## Information provided
[Start of Attachment]

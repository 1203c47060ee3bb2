use crate::error::AnswerError;
use crate::traits::GenerationEndpoint;
use async_trait::async_trait;
use reqwest::Client;
use serde::{Deserialize, Serialize};
use std::time::Duration;
use tracing::{debug, warn};

const MAX_ERROR_BODY_CHARS: usize = 512;

#[derive(Debug, Clone, Serialize)]
struct GenerationRequest<'a> {
    prompt: &'a str,
}

#[derive(Debug, Clone, Deserialize)]
struct GenerationResponse {
    output: Option<String>,
}

fn error_details<E: std::fmt::Display>(body: Result<String, E>) -> String {
    match body {
        Ok(body) => body.chars().take(MAX_ERROR_BODY_CHARS).collect(),
        Err(error) => format!("<unreadable body: {error}>"),
    }
}

pub struct HttpGenerationEndpoint {
    client: Client,
    endpoint: String,
    api_key: Option<String>,
}

impl HttpGenerationEndpoint {
    pub fn new(
        endpoint: impl Into<String>,
        api_key: Option<String>,
        timeout: Duration,
    ) -> Result<Self, AnswerError> {
        Ok(Self {
            client: Client::builder().timeout(timeout).build()?,
            endpoint: endpoint.into(),
            api_key,
        })
    }
}

#[async_trait]
impl GenerationEndpoint for HttpGenerationEndpoint {
    async fn generate(&self, prompt: &str) -> Result<String, AnswerError> {
        let mut request = self
            .client
            .post(&self.endpoint)
            .header("content-type", "application/json")
            .json(&GenerationRequest { prompt });

        if let Some(api_key) = &self.api_key {
            request = request.bearer_auth(api_key);
        }

        let response = request.send().await?;
        let status = response.status();

        if !status.is_success() {
            let details = error_details(response.text().await);
            warn!(endpoint = %self.endpoint, status = status.as_u16(), "answer endpoint failed");
            return Err(AnswerError::Status {
                status: status.as_u16(),
                details,
            });
        }

        let payload: GenerationResponse = response
            .json()
            .await
            .map_err(|error| AnswerError::Payload(error.to_string()))?;

        payload
            .output
            .ok_or_else(|| AnswerError::Payload("response has no `output` field".to_string()))
    }
}

pub fn build_prompt(question: &str, context: &str) -> String {
    format!(
        "Use the following excerpts from research papers to answer the question. \
If the excerpts do not contain the answer, say that you don't know.\n\n\
Context:\n{context}\n\nQuestion: {question}\n\nAnswer:"
    )
}

/// Removes verbatim copies of the prompt that some endpoints echo back.
pub fn strip_prompt_echo(output: &str, prompt: &str) -> String {
    if prompt.is_empty() {
        return output.trim().to_string();
    }
    output.replace(prompt, "").trim().to_string()
}

pub struct AnswerClient<G> {
    endpoint: G,
}

impl<G> AnswerClient<G> {
    pub fn new(endpoint: G) -> Self {
        Self { endpoint }
    }
}

impl<G> AnswerClient<G>
where
    G: GenerationEndpoint + Send + Sync,
{
    /// One request, no retries.
    pub async fn ask(&self, question: &str, context: &str) -> Result<String, AnswerError> {
        let prompt = build_prompt(question, context);
        debug!(prompt_chars = prompt.len(), "requesting answer");
        let output = self.endpoint.generate(&prompt).await?;
        Ok(strip_prompt_echo(&output, &prompt))
    }
}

[End of Attachment]

## Task brief
Return the data in its entirety, exactly as given.

## Response box
repository 1203c47060ee3bb2
use crate::error::AnswerError;
use crate::traits::GenerationEndpoint;
use async_trait::async_trait;
use reqwest::Client;
use serde::{Deserialize, Serialize};
use std::time::Duration;
use tracing::{debug, warn};

const MAX_ERROR_BODY_CHARS: usize = 512;

#[derive(Debug, Clone, Serialize)]
struct GenerationRequest<'a> {
    prompt: &'a str,
}

#[derive(Debug, Clone, Deserialize)]
struct GenerationResponse {
    output: Option<String>,
}

fn error_details<E: std::fmt::Display>(body: Result<String, E>) -> String {
    match body {
        Ok(body) => body.chars().take(MAX_ERROR_BODY_CHARS).collect(),
        Err(error) => format!("<unreadable body: {error}>"),
    }
}

pub struct HttpGenerationEndpoint {
    client: Client,
    endpoint: String,
    api_key: Option<String>,
}

impl HttpGenerationEndpoint {
    pub fn new(
        endpoint: impl Into<String>,
        api_key: Option<String>,
        timeout: Duration,
    ) -> Result<Self, AnswerError> {
        Ok(Self {
            client: Client::builder().timeout(timeout).build()?,
            endpoint: endpoint.into(),
            api_key,
        })
    }
}

#[async_trait]
impl GenerationEndpoint for HttpGenerationEndpoint {
    async fn generate(&self, prompt: &str) -> Result<String, AnswerError> {
        let mut request = self
            .client
            .post(&self.endpoint)
            .header("content-type", "application/json")
            .json(&GenerationRequest { prompt });

        if let Some(api_key) = &self.api_key {
            request = request.bearer_auth(api_key);
        }

        let response = request.send().await?;
        let status = response.status();

        if !status.is_success() {
            let details = error_details(response.text().await);
            warn!(endpoint = %self.endpoint, status = status.as_u16(), "answer endpoint failed");
            return Err(AnswerError::Status {
                status: status.as_u16(),
                details,
            });
        }

        let payload: GenerationResponse = response
            .json()
            .await
            .map_err(|error| AnswerError::Payload(error.to_string()))?;

        payload
            .output
            .ok_or_else(|| AnswerError::Payload("response has no `output` field".to_string()))
    }
}

pub fn build_prompt(question: &str, context: &str) -> String {
    format!(
        "Use the following excerpts from research papers to answer the question. \
If the excerpts do not contain the answer, say that you don't know.\n\n\
Context:\n{context}\n\nQuestion: {question}\n\nAnswer:"
    )
}

/// Removes verbatim copies of the prompt that some endpoints echo back.
pub fn strip_prompt_echo(output: &str, prompt: &str) -> String {
    if prompt.is_empty() {
        return output.trim().to_string();
    }
    output.replace(prompt, "").trim().to_string()
}

pub struct AnswerClient<G> {
    endpoint: G,
}

impl<G> AnswerClient<G> {
    pub fn new(endpoint: G) -> Self {
        Self { endpoint }
    }
}

impl<G> AnswerClient<G>
where
    G: GenerationEndpoint + Send + Sync,
{
    /// One request, no retries.
    pub async fn ask(&self, question: &str, context: &str) -> Result<String, AnswerError> {
        let prompt = build_prompt(question, context);
        debug!(prompt_chars = prompt.len(), "requesting answer");
        let output = self.endpoint.generate(&prompt).await?;
        Ok(strip_prompt_echo(&output, &prompt))
    }
}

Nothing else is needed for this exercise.